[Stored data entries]
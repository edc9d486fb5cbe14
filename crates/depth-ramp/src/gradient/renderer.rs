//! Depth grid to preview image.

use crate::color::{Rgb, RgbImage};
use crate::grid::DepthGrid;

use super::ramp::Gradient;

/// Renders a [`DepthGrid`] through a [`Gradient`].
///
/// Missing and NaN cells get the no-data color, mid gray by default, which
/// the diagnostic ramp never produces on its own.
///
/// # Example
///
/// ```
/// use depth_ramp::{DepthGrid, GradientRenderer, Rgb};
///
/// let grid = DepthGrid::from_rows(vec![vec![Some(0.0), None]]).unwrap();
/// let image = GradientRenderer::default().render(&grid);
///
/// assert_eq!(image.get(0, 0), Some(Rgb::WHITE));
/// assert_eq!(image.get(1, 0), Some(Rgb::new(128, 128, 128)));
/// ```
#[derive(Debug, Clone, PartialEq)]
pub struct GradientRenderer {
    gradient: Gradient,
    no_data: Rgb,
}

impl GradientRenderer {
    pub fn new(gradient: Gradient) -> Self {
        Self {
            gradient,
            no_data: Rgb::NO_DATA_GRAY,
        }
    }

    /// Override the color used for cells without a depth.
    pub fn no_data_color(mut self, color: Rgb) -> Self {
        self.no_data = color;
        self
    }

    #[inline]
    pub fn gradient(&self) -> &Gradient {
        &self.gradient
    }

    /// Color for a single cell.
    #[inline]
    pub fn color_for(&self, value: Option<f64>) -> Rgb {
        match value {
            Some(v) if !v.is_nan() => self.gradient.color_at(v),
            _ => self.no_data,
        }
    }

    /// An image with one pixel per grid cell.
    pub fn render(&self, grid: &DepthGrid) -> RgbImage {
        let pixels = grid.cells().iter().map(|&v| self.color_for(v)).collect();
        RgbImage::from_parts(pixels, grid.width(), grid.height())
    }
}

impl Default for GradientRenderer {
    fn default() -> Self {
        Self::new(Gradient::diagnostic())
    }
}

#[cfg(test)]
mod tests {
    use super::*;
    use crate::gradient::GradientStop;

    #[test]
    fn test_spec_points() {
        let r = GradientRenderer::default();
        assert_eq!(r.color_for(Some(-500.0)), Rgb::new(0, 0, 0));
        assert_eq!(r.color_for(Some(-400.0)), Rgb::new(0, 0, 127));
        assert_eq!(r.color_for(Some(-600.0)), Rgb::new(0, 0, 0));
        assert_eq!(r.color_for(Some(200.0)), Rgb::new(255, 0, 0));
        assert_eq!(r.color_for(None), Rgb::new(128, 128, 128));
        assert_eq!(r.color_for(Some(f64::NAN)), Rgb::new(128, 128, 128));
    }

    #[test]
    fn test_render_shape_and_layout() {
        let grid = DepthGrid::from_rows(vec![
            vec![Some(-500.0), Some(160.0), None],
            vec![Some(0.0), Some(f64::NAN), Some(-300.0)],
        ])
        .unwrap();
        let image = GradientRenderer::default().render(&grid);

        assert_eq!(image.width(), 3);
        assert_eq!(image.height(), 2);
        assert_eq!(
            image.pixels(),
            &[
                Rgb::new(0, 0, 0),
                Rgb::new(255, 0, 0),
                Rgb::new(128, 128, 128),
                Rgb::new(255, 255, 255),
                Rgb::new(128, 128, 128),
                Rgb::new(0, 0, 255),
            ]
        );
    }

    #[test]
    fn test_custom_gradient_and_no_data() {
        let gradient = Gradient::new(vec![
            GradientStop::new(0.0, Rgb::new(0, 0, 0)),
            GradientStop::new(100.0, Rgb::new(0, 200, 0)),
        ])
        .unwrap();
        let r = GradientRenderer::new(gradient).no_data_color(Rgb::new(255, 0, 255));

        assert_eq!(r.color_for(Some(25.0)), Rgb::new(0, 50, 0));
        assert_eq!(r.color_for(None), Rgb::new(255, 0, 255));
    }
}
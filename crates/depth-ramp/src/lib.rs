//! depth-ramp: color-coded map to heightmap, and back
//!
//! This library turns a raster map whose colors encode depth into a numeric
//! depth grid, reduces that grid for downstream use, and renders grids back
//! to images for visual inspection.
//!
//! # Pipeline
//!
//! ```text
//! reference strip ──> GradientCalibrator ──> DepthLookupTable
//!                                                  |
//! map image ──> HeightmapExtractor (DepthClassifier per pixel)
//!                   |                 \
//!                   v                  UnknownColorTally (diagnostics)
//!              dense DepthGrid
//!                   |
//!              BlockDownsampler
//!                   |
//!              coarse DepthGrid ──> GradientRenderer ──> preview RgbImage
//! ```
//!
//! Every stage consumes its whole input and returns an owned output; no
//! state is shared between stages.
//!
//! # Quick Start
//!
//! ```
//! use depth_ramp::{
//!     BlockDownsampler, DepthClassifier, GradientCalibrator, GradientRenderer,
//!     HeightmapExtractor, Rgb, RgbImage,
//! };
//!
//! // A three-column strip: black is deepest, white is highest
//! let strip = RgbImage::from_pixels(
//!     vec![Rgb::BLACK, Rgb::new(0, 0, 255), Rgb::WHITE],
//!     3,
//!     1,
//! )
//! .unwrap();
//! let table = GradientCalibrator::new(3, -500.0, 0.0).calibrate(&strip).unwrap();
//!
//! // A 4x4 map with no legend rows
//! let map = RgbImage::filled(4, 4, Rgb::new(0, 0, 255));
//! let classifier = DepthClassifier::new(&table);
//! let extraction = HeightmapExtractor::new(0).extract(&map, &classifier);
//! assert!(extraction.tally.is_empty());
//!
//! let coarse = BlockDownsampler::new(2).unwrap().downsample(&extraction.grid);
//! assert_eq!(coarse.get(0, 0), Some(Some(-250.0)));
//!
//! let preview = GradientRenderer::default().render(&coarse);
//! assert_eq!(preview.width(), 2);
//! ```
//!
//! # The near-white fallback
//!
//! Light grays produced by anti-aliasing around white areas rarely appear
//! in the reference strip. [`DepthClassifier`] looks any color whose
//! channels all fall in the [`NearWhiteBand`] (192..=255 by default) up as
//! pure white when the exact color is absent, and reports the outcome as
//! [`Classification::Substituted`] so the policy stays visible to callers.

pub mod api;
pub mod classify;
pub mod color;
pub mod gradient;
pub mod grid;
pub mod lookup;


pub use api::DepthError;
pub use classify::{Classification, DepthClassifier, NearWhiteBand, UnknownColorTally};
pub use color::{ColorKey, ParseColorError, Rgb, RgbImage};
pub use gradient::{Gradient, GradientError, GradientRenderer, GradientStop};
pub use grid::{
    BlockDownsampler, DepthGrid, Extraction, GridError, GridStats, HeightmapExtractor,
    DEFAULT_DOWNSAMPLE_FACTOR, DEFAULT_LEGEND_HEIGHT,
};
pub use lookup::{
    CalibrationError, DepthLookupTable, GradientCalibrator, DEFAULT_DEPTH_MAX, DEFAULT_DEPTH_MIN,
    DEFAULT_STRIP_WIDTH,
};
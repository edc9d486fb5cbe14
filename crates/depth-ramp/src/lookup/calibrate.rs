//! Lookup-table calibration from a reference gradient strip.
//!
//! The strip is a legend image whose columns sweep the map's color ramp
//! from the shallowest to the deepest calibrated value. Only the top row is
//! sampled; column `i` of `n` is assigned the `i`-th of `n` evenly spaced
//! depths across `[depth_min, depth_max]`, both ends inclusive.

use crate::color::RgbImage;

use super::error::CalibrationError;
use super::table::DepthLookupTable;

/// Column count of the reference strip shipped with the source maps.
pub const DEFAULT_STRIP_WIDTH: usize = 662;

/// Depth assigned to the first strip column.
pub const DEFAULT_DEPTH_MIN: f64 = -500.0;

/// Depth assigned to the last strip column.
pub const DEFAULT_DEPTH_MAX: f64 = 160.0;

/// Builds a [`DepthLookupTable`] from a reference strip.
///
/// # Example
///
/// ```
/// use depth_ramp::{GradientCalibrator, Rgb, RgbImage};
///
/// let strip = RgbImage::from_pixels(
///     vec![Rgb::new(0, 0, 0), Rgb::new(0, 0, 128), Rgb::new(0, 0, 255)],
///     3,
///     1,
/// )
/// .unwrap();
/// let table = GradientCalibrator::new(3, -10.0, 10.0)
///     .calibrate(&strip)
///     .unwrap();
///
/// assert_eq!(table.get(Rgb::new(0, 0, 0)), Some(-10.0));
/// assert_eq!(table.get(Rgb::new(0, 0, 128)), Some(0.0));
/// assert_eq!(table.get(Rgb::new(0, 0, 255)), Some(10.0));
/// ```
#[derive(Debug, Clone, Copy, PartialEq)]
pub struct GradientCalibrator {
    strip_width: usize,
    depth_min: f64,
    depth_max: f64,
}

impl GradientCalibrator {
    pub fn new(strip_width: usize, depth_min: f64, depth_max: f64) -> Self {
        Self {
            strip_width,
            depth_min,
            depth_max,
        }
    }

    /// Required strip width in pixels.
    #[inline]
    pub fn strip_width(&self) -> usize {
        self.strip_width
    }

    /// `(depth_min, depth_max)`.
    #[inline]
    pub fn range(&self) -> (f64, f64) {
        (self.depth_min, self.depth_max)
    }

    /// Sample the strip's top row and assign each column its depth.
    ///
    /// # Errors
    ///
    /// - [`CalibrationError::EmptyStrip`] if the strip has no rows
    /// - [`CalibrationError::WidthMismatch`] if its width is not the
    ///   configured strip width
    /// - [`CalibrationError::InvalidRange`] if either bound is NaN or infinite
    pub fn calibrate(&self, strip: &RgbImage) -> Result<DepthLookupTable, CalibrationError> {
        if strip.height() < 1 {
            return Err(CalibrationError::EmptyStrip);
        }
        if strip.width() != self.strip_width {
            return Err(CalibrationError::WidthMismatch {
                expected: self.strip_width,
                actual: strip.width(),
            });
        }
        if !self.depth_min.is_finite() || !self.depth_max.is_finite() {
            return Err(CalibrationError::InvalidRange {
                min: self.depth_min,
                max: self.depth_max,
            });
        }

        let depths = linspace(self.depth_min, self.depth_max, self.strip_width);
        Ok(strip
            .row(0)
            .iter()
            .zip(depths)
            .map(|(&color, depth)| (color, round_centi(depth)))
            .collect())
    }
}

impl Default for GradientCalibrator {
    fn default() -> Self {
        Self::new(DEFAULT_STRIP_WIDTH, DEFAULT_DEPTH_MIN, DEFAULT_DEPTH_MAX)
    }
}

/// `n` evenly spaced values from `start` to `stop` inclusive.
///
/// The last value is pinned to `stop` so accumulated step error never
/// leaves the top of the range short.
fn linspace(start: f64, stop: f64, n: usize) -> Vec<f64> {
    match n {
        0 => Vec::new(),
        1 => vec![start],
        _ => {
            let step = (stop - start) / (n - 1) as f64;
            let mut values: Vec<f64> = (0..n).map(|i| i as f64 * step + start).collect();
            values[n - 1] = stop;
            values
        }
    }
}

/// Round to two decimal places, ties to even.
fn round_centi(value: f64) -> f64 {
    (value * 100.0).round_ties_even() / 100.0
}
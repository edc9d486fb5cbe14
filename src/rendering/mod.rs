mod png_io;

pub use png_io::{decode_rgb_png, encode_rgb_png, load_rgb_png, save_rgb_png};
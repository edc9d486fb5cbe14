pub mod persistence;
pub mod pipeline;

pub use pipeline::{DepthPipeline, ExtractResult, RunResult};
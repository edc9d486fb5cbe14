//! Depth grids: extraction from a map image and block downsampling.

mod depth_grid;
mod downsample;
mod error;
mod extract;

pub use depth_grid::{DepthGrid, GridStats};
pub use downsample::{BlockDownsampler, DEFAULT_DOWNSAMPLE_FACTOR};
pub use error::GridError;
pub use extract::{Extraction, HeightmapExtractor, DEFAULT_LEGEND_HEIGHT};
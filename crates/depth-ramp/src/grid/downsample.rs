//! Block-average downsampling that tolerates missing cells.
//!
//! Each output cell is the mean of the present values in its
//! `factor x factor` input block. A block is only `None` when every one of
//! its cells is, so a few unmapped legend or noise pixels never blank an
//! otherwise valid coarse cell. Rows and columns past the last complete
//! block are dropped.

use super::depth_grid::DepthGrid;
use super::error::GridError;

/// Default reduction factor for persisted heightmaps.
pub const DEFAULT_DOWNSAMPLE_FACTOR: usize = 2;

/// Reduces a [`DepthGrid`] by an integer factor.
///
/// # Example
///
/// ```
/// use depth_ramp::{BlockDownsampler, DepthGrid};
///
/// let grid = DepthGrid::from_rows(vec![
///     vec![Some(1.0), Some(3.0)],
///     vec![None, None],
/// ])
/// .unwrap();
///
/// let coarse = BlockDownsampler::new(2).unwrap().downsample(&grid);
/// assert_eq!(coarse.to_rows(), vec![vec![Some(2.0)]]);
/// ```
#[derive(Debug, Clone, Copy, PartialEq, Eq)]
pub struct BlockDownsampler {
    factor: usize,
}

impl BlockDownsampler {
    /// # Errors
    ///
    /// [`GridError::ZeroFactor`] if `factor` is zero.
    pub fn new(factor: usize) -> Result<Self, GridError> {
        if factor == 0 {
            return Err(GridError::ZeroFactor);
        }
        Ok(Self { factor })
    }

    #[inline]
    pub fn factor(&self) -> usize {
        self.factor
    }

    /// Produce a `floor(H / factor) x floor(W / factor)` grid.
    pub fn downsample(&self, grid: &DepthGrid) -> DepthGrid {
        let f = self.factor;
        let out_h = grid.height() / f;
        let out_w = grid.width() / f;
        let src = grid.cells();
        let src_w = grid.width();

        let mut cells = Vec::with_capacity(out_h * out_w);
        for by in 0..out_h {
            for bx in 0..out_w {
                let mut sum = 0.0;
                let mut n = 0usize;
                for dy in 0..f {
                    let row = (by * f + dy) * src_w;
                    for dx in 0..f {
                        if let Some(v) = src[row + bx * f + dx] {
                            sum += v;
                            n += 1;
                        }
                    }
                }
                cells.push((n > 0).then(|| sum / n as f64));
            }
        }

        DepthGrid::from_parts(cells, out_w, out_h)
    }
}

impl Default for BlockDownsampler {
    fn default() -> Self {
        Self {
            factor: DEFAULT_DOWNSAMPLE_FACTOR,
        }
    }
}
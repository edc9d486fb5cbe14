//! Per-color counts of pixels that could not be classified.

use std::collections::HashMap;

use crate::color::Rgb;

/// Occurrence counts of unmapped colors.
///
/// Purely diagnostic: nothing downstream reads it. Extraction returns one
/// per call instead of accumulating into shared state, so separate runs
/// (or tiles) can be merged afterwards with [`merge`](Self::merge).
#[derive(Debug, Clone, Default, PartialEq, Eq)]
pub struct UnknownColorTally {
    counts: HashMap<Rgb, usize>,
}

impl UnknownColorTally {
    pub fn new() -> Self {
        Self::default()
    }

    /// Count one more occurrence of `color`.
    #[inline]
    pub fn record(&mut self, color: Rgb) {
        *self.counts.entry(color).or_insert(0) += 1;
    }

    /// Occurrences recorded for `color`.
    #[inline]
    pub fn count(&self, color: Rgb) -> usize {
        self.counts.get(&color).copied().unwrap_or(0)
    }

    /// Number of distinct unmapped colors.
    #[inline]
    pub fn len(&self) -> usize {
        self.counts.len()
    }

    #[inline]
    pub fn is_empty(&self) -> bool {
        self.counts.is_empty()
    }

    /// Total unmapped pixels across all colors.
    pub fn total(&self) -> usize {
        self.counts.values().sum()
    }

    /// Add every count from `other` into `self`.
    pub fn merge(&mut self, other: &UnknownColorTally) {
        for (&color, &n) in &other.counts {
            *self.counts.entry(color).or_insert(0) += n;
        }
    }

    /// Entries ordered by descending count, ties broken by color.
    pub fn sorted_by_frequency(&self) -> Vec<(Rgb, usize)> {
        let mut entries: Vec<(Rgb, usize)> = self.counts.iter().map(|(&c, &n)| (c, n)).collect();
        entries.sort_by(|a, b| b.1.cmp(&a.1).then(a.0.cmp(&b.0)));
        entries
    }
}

*EXERCISE PROMPT*
Only the lines from the beginning of the data above through the line containing "without a depth." should be repeated, exactly as they appear.

*OUTPUT BELOW*
repository edc9d486fb5cbe14
filename crates/depth-ramp/src/gradient/renderer.rs
//! Depth grid to preview image.

use crate::color::{Rgb, RgbImage};
use crate::grid::DepthGrid;

use super::ramp::Gradient;

/// Renders a [`DepthGrid`] through a [`Gradient`].
///
/// Missing and NaN cells get the no-data color, mid gray by default, which
/// the diagnostic ramp never produces on its own.
///
/// # Example
///
/// ```
/// use depth_ramp::{DepthGrid, GradientRenderer, Rgb};
///
/// let grid = DepthGrid::from_rows(vec![vec![Some(0.0), None]]).unwrap();
/// let image = GradientRenderer::default().render(&grid);
///
/// assert_eq!(image.get(0, 0), Some(Rgb::WHITE));
/// assert_eq!(image.get(1, 0), Some(Rgb::new(128, 128, 128)));
/// ```
#[derive(Debug, Clone, PartialEq)]
pub struct GradientRenderer {
    gradient: Gradient,
    no_data: Rgb,
}

impl GradientRenderer {
    pub fn new(gradient: Gradient) -> Self {
        Self {
            gradient,
            no_data: Rgb::NO_DATA_GRAY,
        }
    }

    /// Override the color used for cells without a depth.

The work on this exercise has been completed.